### [What the task requires]
Every line with the string "note" must be copied from the entries below.

(Beginning of Supplied material)

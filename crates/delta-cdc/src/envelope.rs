//! Kafka Connect JSON envelope decoding
//!
//! Connector output captured as JSON lines, one record per line:
//!
//! ```json
//! {"topic": "server.dbo.customers", "key": {...}, "value": {...},
//!  "offset": {"file": "mysql-bin.000003", "pos": 154, "snapshot": true}}
//! ```
//!
//! `key` and `value` are either `{"schema": ..., "payload": ...}` envelopes as
//! written by the JSON converter with schemas enabled, or bare payloads whose
//! column types are inferred.

use crate::{ChangeValue, RawChangeRecord, RawOffset, RowChange, SchemaChange};
use delta_core::{DeltaError, Field, FieldType, Result, Row, Schema};
use serde::{Deserialize, Serialize};
use serde_json::{Map, Value};

/// One captured connector record
#[derive(Debug, Clone, Serialize, Deserialize)]
pub struct ConnectRecord {
    pub topic: Option<String>,
    #[serde(default)]
    pub key: Option<Value>,
    #[serde(default)]
    pub value: Option<Value>,
    pub offset: RawOffset,
}

impl RawChangeRecord {
    pub fn from_json_line(line: &str) -> Result<Self> {
        let record: ConnectRecord = serde_json::from_str(line)?;
        Self::try_from(record)
    }
}

impl TryFrom<ConnectRecord> for RawChangeRecord {
    type Error = DeltaError;

    fn try_from(record: ConnectRecord) -> Result<Self> {
        let key = match &record.key {
            Some(key) => {
                let (schema, payload) = split_envelope(key);
                decode_struct(schema, payload)?
            }
            None => None,
        };

        let value = match &record.value {
            Some(value) => decode_value(value)?,
            None => None,
        };

        Ok(RawChangeRecord {
            topic: record.topic,
            key,
            value,
            offset: record.offset,
        })
    }
}

fn split_envelope(value: &Value) -> (Option<&Value>, &Value) {
    match value {
        Value::Object(map) if map.len() == 2 && map.contains_key("schema") => {
            match map.get("payload") {
                Some(payload) => (map.get("schema"), payload),
                None => (None, value),
            }
        }
        _ => (None, value),
    }
}

fn decode_value(value: &Value) -> Result<Option<ChangeValue>> {
    let (schema, payload) = split_envelope(value);
    let fields = match payload {
        Value::Null => return Ok(None),
        Value::Object(fields) => fields,
        other => {
            return Err(DeltaError::InvalidRecord(format!(
                "value payload must be an object, got {}",
                other
            )))
        }
    };

    if let Some(ddl) = fields.get("ddl").and_then(Value::as_str) {
        let database = fields
            .get("databaseName")
            .and_then(Value::as_str)
            .unwrap_or_default();
        return Ok(Some(ChangeValue::Schema(SchemaChange {
            database: database.to_string(),
            ddl: ddl.to_string(),
        })));
    }

    let before = decode_struct(
        sub_schema(schema, "before"),
        fields.get("before").unwrap_or(&Value::Null),
    )?;
    let after = decode_struct(
        sub_schema(schema, "after"),
        fields.get("after").unwrap_or(&Value::Null),
    )?;

    Ok(Some(ChangeValue::Row(RowChange {
        op: fields
            .get("op")
            .and_then(Value::as_str)
            .unwrap_or_default()
            .to_string(),
        before,
        after,
        ts_ms: fields.get("ts_ms").and_then(Value::as_i64),
        transaction_id: fields
            .get("transaction")
            .and_then(|tx| tx.get("id"))
            .and_then(Value::as_str)
            .map(str::to_string),
    })))
}

/// Schema of a named field inside a struct schema
fn sub_schema<'a>(schema: Option<&'a Value>, name: &str) -> Option<&'a Value> {
    schema?
        .get("fields")?
        .as_array()?
        .iter()
        .find(|field| field.get("field").and_then(Value::as_str) == Some(name))
}

fn decode_struct(schema: Option<&Value>, payload: &Value) -> Result<Option<Row>> {
    let values = match payload {
        Value::Null => return Ok(None),
        Value::Object(values) => values,
        other => {
            return Err(DeltaError::InvalidRecord(format!(
                "row payload must be an object, got {}",
                other
            )))
        }
    };

    let row_schema = match schema {
        Some(schema) => decode_schema(schema)?,
        None => infer_schema(values),
    };

    let row_values = row_schema
        .fields
        .iter()
        .map(|field| values.get(&field.name).cloned().unwrap_or(Value::Null))
        .collect();

    Row::new(row_schema, row_values).map(Some)
}

fn decode_schema(schema: &Value) -> Result<Schema> {
    let fields = schema
        .get("fields")
        .and_then(Value::as_array)
        .ok_or_else(|| DeltaError::InvalidRecord("struct schema without fields".into()))?;

    let fields = fields
        .iter()
        .map(|field| {
            let name = field
                .get("field")
                .and_then(Value::as_str)
                .ok_or_else(|| DeltaError::InvalidRecord("schema field without name".into()))?;
            let type_name = field.get("type").and_then(Value::as_str).unwrap_or_default();
            let logical = field.get("name").and_then(Value::as_str);
            let optional = field.get("optional").and_then(Value::as_bool).unwrap_or(false);

            Ok(Field {
                name: name.to_string(),
                field_type: connect_type(type_name, logical)?,
                optional,
            })
        })
        .collect::<Result<Vec<_>>>()?;

    Ok(Schema {
        name: schema.get("name").and_then(Value::as_str).map(str::to_string),
        fields,
    })
}

fn connect_type(type_name: &str, logical: Option<&str>) -> Result<FieldType> {
    match logical {
        Some("io.debezium.time.Date") | Some("org.apache.kafka.connect.data.Date") => {
            return Ok(FieldType::Date)
        }
        Some("io.debezium.time.Timestamp") | Some("org.apache.kafka.connect.data.Timestamp") => {
            return Ok(FieldType::Timestamp)
        }
        Some("org.apache.kafka.connect.data.Decimal") => return Ok(FieldType::Decimal),
        Some("io.debezium.data.Json") => return Ok(FieldType::Json),
        _ => {}
    }

    let field_type = match type_name {
        "boolean" => FieldType::Boolean,
        "int8" => FieldType::Int8,
        "int16" => FieldType::Int16,
        "int32" => FieldType::Int32,
        "int64" => FieldType::Int64,
        "float" | "float32" => FieldType::Float32,
        "double" | "float64" => FieldType::Float64,
        "string" => FieldType::String,
        "bytes" => FieldType::Bytes,
        "struct" | "array" | "map" => FieldType::Json,
        other => {
            return Err(DeltaError::InvalidRecord(format!(
                "unsupported connect type '{}'",
                other
            )))
        }
    };
    Ok(field_type)
}

/// Best-effort schema for a bare payload.
///
/// Every column is nullable and typed from the value at hand, so a column that
/// is `null` in this row is typed `String` whatever it holds elsewhere. Captures
/// whose table schema matters should keep the converter's schema envelope.
fn infer_schema(values: &Map<String, Value>) -> Schema {
    let fields = values
        .iter()
        .map(|(name, value)| {
            let field_type = match value {
                Value::Bool(_) => FieldType::Boolean,
                Value::Number(n) if n.is_i64() || n.is_u64() => FieldType::Int64,
                Value::Number(_) => FieldType::Float64,
                Value::String(_) | Value::Null => FieldType::String,
                Value::Array(_) | Value::Object(_) => FieldType::Json,
            };
            Field::nullable(name.clone(), field_type)
        })
        .collect();

    Schema { name: None, fields }
}

#[cfg(test)]
mod tests {
    use super::*;
    use chrono::NaiveDate;
    use serde_json::json;

    fn customers_value_schema() -> Value {
        let row = json!({
            "type": "struct",
            "name": "delta-server.dbo.customers.Value",
            "optional": true,
            "fields": [
                {"field": "id", "type": "int32", "optional": false},
                {"field": "name", "type": "string", "optional": true},
                {"field": "bday", "type": "int32", "optional": true, "name": "io.debezium.time.Date"}
            ]
        });
        let mut before = row.clone();
        before["field"] = json!("before");
        let mut after = row;
        after["field"] = json!("after");

        json!({
            "type": "struct",
            "fields": [
                before,
                after,
                {"field": "op", "type": "string", "optional": false},
                {"field": "ts_ms", "type": "int64", "optional": true}
            ]
        })
    }

    #[test]
    fn test_decode_enveloped_record() {
        let line = json!({
            "topic": "delta-server.dbo.customers",
            "key": {
                "schema": {"type": "struct", "fields": [{"field": "id", "type": "int32", "optional": false}]},
                "payload": {"id": 0}
            },
            "value": {
                "schema": customers_value_schema(),
                "payload": {
                    "before": null,
                    "after": {"id": 0, "name": "alice", "bday": 0},
                    "op": "r",
                    "ts_ms": 1_600_000_000_000i64,
                    "transaction": {"id": "tx-9"}
                }
            },
            "offset": {"file": "mysql-bin.000003", "pos": 154, "snapshot": true}
        })
        .to_string();

        let record = RawChangeRecord::from_json_line(&line).unwrap();
        assert_eq!(record.topic.as_deref(), Some("delta-server.dbo.customers"));
        assert!(record.offset.snapshot);
        assert_eq!(record.key.unwrap().schema().field_names(), vec!["id"]);

        let change = match record.value {
            Some(ChangeValue::Row(change)) => change,
            other => panic!("unexpected value {:?}", other),
        };
        assert_eq!(change.op, "r");
        assert_eq!(change.ts_ms, Some(1_600_000_000_000));
        assert_eq!(change.transaction_id.as_deref(), Some("tx-9"));
        assert!(change.before.is_none());

        let after = change.after.unwrap();
        assert_eq!(after.schema().name.as_deref(), Some("delta-server.dbo.customers.Value"));
        assert_eq!(after.schema().field("bday").unwrap().field_type, FieldType::Date);
        assert!(after.schema().field("bday").unwrap().optional);
        assert_eq!(after.get_date("bday"), NaiveDate::from_ymd_opt(1970, 1, 1));
    }

    #[test]
    fn test_decode_bare_payload_keeps_column_order() {
        let line = json!({
            "topic": "delta-server.dbo.orders",
            "key": {"order_id": 5, "line": 2},
            "value": {"op": "c", "after": {"order_id": 5, "line": 2, "qty": 1.5, "note": null}},
            "offset": {"file": "mysql-bin.000001", "pos": 10}
        })
        .to_string();

        let record = RawChangeRecord::from_json_line(&line).unwrap();
        assert_eq!(record.key.unwrap().schema().field_names(), vec!["order_id", "line"]);

        let Some(ChangeValue::Row(change)) = record.value else {
            panic!("expected row change");
        };
        let after = change.after.unwrap();
        assert_eq!(after.schema().field("qty").unwrap().field_type, FieldType::Float64);
        assert_eq!(after.schema().field("order_id").unwrap().field_type, FieldType::Int64);
        assert!(change.ts_ms.is_none());

        let note = after.schema().field("note").unwrap();
        assert_eq!(note.field_type, FieldType::String);
        assert!(note.optional);
    }

    #[test]
    fn test_decode_tombstone_and_missing_key() {
        let line = r#"{"topic": "delta-server.dbo.orders", "key": null, "value": null,
                       "offset": {"file": "mysql-bin.000001", "pos": 11}}"#;
        let record = RawChangeRecord::from_json_line(line).unwrap();
        assert!(record.key.is_none());
        assert!(record.value.is_none());
    }

    #[test]
    fn test_decode_schema_change() {
        let line = json!({
            "topic": "delta-server",
            "value": {"databaseName": "inventory", "ddl": "CREATE DATABASE inventory"},
            "offset": {"file": "mysql-bin.000001", "pos": 4, "snapshot": true}
        })
        .to_string();

        let record = RawChangeRecord::from_json_line(&line).unwrap();
        assert_eq!(
            record.value,
            Some(ChangeValue::Schema(SchemaChange {
                database: "inventory".to_string(),
                ddl: "CREATE DATABASE inventory".to_string(),
            }))
        );
    }

    #[test]
    fn test_decode_errors() {
        assert!(RawChangeRecord::from_json_line("not json").is_err());

        let line = json!({
            "topic": "delta-server.dbo.orders",
            "value": {"op": "c", "after": [1, 2]},
            "offset": {"file": "mysql-bin.000001", "pos": 10}
        })
        .to_string();
        assert!(matches!(
            RawChangeRecord::from_json_line(&line),
            Err(DeltaError::InvalidRecord(_))
        ));

        assert!(connect_type("uuid", None).is_err());
    }
}
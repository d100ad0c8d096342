//! Health check utilities

use crate::observability::{HealthCheck, HealthStatus};
use delta_core::{DeltaError, Result, SourceContext};
use std::sync::RwLock;
use std::time::{Duration, Instant};

#[derive(Debug)]
struct SourceState {
    last_ok: Instant,
    error: Option<String>,
}

/// Source reachability as reported by the change event consumer.
///
/// Healthy while the consumer keeps reporting, degraded after half of
/// `timeout` without a report, unhealthy after `timeout` or on a reported error.
pub struct SourceHealth {
    name: String,
    state: RwLock<SourceState>,
    timeout: Duration,
}

impl SourceHealth {
    pub fn new(name: impl Into<String>, timeout: Duration) -> Self {
        Self {
            name: name.into(),
            state: RwLock::new(SourceState {
                last_ok: Instant::now(),
                error: None,
            }),
            timeout,
        }
    }

    pub fn last_error(&self) -> Option<String> {
        self.state.read().ok().and_then(|state| state.error.clone())
    }
}

impl SourceContext for SourceHealth {
    fn set_ok(&self) -> Result<()> {
        let mut state = self
            .state
            .write()
            .map_err(|_| DeltaError::InternalError("source health lock poisoned".into()))?;
        state.last_ok = Instant::now();
        state.error = None;
        Ok(())
    }

    fn set_error(&self, reason: &str) -> Result<()> {
        let mut state = self
            .state
            .write()
            .map_err(|_| DeltaError::InternalError("source health lock poisoned".into()))?;
        state.error = Some(reason.to_string());
        Ok(())
    }
}

impl HealthCheck for SourceHealth {
    fn name(&self) -> &str {
        &self.name
    }

    fn check(&self) -> HealthStatus {
        let state = match self.state.read() {
            Ok(state) => state,
            Err(_) => {
                return HealthStatus::Unhealthy {
                    reason: "source health lock poisoned".to_string(),
                }
            }
        };

        if let Some(reason) = &state.error {
            return HealthStatus::Unhealthy {
                reason: reason.clone(),
            };
        }

        let elapsed = state.last_ok.elapsed();
        if elapsed > self.timeout {
            HealthStatus::Unhealthy {
                reason: format!("No activity for {:?}", elapsed),
            }
        } else if elapsed > self.timeout / 2 {
            HealthStatus::Degraded {
                reason: format!("Low activity, last seen {:?} ago", elapsed),
            }
        } else {
            HealthStatus::Healthy
        }
    }
}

(End of Supplied material)

### [Response to this task]
            "value": {"op": "c", "after": {"order_id": 5, "line": 2, "qty": 1.5, "note": null}},
        let note = after.schema().field("note").unwrap();
        assert_eq!(note.field_type, FieldType::String);
        assert!(note.optional);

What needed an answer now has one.